### PROBLEM TO WORK ON
Report every line of the records that includes the word "DatabaseConnection".

-- DATA TO USE follows --

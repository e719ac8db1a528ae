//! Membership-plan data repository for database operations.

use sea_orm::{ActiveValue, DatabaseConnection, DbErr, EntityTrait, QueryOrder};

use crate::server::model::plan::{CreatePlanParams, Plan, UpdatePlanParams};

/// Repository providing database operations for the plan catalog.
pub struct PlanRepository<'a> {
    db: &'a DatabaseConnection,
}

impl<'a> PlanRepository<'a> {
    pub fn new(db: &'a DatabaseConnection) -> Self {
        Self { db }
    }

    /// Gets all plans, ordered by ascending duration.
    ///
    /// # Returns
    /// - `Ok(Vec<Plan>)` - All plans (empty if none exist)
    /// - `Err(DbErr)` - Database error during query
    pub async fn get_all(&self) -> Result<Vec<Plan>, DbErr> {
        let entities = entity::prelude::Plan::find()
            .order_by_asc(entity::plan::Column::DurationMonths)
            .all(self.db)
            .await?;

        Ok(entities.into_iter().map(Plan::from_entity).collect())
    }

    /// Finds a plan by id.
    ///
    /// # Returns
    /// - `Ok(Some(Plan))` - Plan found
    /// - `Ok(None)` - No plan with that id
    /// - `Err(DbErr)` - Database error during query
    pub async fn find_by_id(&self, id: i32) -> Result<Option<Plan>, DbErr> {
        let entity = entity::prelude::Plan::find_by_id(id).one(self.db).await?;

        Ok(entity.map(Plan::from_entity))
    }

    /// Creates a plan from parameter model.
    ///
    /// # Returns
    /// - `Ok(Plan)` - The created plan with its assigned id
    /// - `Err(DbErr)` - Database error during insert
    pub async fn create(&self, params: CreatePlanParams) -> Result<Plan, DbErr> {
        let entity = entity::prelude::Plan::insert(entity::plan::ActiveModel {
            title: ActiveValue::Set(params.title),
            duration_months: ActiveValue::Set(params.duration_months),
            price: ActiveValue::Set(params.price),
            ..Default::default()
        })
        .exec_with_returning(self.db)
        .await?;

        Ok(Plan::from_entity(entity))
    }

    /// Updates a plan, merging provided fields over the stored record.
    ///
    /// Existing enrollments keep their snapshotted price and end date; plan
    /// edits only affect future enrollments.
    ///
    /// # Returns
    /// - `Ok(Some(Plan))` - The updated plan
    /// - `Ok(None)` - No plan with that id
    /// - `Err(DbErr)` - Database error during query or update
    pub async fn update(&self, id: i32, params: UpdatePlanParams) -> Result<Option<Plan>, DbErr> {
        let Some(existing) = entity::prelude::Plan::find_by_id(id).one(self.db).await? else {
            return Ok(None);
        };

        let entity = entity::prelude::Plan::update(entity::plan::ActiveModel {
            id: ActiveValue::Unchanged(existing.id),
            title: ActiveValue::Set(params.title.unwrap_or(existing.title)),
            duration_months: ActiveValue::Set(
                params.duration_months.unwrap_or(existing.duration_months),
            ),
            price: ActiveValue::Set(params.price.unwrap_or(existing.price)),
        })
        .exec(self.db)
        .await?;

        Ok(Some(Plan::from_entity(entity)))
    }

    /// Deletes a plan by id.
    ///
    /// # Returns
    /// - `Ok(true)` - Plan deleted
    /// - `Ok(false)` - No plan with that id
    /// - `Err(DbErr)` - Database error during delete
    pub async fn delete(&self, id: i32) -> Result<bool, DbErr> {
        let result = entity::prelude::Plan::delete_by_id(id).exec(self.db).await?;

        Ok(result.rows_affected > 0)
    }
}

-- DATA TO USE concluded --

### RESPONSE FOR THIS EXERCISE
use sea_orm::{ActiveValue, DatabaseConnection, DbErr, EntityTrait, QueryOrder};
    db: &'a DatabaseConnection,
    pub fn new(db: &'a DatabaseConnection) -> Self {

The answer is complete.